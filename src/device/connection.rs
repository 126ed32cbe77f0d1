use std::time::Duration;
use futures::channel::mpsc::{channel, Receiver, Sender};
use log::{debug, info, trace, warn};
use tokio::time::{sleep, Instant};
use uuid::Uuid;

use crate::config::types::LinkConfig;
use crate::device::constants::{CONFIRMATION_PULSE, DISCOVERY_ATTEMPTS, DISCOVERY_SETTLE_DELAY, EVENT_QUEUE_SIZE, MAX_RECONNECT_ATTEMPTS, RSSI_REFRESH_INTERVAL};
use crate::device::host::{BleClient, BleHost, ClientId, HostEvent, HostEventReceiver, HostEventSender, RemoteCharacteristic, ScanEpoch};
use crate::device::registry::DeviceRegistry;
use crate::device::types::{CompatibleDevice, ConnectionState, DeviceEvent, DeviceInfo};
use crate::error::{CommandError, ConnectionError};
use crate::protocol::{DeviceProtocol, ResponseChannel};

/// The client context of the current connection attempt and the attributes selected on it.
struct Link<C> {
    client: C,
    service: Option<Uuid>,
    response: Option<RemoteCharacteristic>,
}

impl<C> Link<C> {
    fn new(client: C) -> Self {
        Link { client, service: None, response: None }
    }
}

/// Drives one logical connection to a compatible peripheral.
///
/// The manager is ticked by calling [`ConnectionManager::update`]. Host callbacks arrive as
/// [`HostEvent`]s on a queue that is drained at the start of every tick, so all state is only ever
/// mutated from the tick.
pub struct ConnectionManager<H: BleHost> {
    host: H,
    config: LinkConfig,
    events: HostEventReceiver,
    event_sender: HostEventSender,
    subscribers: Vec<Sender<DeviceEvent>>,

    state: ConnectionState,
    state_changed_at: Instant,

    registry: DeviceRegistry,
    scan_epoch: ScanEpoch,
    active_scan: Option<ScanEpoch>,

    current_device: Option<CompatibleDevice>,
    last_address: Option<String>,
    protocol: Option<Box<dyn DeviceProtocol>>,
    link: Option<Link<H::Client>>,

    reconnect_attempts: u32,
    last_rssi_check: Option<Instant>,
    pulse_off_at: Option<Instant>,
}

* * *

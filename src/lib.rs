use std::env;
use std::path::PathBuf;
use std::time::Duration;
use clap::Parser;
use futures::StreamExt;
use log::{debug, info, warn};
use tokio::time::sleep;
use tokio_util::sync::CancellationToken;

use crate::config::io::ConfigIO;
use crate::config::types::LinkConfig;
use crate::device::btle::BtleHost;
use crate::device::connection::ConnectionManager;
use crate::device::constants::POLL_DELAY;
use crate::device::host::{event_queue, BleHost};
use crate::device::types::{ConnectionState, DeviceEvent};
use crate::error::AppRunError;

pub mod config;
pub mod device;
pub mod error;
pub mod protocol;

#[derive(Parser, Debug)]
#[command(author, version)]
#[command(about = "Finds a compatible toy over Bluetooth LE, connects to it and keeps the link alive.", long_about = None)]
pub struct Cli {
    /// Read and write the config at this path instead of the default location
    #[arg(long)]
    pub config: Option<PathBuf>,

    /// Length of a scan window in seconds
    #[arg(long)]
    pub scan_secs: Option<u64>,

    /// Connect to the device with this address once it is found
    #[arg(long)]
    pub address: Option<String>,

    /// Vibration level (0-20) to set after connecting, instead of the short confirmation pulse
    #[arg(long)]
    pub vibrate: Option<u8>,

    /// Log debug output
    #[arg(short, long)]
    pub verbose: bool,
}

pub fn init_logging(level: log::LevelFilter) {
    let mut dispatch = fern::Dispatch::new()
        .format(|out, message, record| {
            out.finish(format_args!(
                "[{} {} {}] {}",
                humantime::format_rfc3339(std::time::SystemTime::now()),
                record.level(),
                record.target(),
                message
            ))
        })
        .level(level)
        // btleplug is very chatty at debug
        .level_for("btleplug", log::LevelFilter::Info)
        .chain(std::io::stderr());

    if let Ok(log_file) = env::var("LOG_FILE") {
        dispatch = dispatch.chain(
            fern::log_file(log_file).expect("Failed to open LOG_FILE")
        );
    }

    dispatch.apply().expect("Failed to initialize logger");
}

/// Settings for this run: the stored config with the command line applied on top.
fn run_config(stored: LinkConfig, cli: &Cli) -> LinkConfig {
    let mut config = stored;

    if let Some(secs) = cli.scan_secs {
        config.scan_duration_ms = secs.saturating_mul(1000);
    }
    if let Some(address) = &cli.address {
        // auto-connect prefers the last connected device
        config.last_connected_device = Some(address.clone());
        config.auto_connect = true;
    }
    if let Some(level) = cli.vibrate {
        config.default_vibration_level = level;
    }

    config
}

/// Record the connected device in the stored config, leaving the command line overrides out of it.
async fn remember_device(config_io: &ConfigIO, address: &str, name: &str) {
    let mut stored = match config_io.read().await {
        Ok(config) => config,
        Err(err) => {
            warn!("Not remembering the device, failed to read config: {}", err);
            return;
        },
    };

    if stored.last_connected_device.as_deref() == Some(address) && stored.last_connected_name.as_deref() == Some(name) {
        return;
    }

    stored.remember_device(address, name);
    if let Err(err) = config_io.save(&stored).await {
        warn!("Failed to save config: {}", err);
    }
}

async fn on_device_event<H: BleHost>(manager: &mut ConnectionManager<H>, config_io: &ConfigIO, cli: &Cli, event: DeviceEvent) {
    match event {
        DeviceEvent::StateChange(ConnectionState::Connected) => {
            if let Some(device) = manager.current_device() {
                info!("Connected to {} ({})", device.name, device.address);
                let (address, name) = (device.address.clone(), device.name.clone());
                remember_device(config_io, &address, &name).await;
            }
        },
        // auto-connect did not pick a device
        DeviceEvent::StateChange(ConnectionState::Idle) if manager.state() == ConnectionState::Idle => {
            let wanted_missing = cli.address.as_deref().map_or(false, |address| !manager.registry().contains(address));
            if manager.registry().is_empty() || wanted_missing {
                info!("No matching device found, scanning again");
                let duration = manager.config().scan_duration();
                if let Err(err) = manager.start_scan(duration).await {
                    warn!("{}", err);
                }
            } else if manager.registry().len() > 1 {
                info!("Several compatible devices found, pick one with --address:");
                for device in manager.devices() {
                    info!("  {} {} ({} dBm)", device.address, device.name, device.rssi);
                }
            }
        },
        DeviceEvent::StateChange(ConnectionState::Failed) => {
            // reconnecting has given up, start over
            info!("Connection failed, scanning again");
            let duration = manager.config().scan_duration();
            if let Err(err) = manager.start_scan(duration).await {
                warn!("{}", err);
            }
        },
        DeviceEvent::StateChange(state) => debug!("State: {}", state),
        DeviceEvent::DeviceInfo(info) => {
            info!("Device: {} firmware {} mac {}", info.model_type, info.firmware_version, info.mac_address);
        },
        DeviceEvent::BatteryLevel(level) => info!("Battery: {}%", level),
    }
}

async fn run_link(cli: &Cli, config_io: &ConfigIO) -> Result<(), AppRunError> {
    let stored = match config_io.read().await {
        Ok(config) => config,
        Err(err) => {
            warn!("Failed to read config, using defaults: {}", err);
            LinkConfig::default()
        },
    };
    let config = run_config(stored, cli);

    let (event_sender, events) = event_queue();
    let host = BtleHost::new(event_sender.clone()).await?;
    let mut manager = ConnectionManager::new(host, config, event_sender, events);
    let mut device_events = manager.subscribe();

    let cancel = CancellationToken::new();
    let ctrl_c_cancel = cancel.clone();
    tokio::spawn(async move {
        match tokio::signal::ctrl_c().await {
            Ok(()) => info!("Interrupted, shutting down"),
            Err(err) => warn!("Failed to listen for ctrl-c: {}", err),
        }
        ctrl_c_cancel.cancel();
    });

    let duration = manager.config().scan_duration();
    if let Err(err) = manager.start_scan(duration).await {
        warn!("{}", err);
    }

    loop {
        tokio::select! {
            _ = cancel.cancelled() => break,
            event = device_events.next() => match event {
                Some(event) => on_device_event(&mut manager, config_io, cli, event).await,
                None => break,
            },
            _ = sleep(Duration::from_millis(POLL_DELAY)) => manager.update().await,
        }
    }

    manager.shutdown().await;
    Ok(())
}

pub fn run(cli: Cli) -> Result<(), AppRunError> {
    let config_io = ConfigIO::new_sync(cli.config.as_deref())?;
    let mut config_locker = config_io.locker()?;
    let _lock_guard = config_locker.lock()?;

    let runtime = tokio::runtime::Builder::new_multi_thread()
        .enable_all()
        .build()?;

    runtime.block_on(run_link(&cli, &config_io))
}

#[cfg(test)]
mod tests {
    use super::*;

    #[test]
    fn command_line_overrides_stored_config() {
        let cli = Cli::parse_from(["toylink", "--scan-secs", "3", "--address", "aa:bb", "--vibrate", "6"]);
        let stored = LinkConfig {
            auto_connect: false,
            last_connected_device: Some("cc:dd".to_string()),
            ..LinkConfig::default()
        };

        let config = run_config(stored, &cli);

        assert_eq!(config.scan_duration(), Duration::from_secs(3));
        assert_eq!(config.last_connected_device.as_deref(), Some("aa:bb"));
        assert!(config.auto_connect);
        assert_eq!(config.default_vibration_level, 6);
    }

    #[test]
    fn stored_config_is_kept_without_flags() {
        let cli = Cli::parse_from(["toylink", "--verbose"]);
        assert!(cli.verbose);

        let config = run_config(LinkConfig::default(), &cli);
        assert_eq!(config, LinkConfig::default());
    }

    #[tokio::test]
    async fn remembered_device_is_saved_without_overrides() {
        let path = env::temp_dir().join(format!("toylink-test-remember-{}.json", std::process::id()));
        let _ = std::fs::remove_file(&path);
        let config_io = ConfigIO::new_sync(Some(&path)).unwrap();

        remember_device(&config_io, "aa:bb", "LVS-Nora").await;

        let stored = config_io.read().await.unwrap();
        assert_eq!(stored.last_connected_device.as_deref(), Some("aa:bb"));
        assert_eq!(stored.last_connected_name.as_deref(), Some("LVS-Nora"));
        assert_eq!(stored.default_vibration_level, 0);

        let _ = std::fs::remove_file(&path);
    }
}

...

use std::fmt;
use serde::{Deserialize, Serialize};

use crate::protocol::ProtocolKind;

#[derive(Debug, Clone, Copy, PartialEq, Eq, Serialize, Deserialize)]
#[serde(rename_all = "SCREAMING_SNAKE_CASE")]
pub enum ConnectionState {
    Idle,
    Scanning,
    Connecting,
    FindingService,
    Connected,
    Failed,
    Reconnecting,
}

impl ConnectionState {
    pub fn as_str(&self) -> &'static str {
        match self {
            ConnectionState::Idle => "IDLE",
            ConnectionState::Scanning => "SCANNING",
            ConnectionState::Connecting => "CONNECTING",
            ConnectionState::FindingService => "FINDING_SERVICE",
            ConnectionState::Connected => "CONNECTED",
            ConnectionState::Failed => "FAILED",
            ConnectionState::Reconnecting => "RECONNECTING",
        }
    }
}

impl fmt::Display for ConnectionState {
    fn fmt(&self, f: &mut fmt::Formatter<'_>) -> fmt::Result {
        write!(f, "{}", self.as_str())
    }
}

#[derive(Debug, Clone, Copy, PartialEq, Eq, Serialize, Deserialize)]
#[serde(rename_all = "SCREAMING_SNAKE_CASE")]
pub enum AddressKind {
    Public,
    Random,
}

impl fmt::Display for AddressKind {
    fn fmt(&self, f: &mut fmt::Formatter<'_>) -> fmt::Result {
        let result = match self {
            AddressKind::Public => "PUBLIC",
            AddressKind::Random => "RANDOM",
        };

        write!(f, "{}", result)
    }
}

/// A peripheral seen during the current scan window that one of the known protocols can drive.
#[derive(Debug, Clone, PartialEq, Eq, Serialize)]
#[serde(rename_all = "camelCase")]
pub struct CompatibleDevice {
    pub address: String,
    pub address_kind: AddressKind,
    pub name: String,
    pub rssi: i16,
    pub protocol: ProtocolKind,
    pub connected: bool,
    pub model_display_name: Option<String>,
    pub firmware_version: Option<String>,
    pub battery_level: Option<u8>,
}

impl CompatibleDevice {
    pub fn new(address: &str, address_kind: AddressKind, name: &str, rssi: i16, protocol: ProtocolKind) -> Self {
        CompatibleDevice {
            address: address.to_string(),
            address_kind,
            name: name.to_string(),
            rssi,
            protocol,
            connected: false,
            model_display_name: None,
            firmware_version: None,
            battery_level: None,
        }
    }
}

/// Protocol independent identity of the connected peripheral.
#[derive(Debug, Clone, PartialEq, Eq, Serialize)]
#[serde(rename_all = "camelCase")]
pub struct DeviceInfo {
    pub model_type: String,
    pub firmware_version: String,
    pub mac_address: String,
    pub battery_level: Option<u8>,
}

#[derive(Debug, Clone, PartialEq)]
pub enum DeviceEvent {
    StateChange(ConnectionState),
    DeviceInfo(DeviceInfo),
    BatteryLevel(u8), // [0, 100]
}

Prompt:
Using the material above, copy every line in which the string "update" occurs.

Response:
/// The manager is ticked by calling [`ConnectionManager::update`]. Host callbacks arrive as
            _ = sleep(Duration::from_millis(POLL_DELAY)) => manager.update().await,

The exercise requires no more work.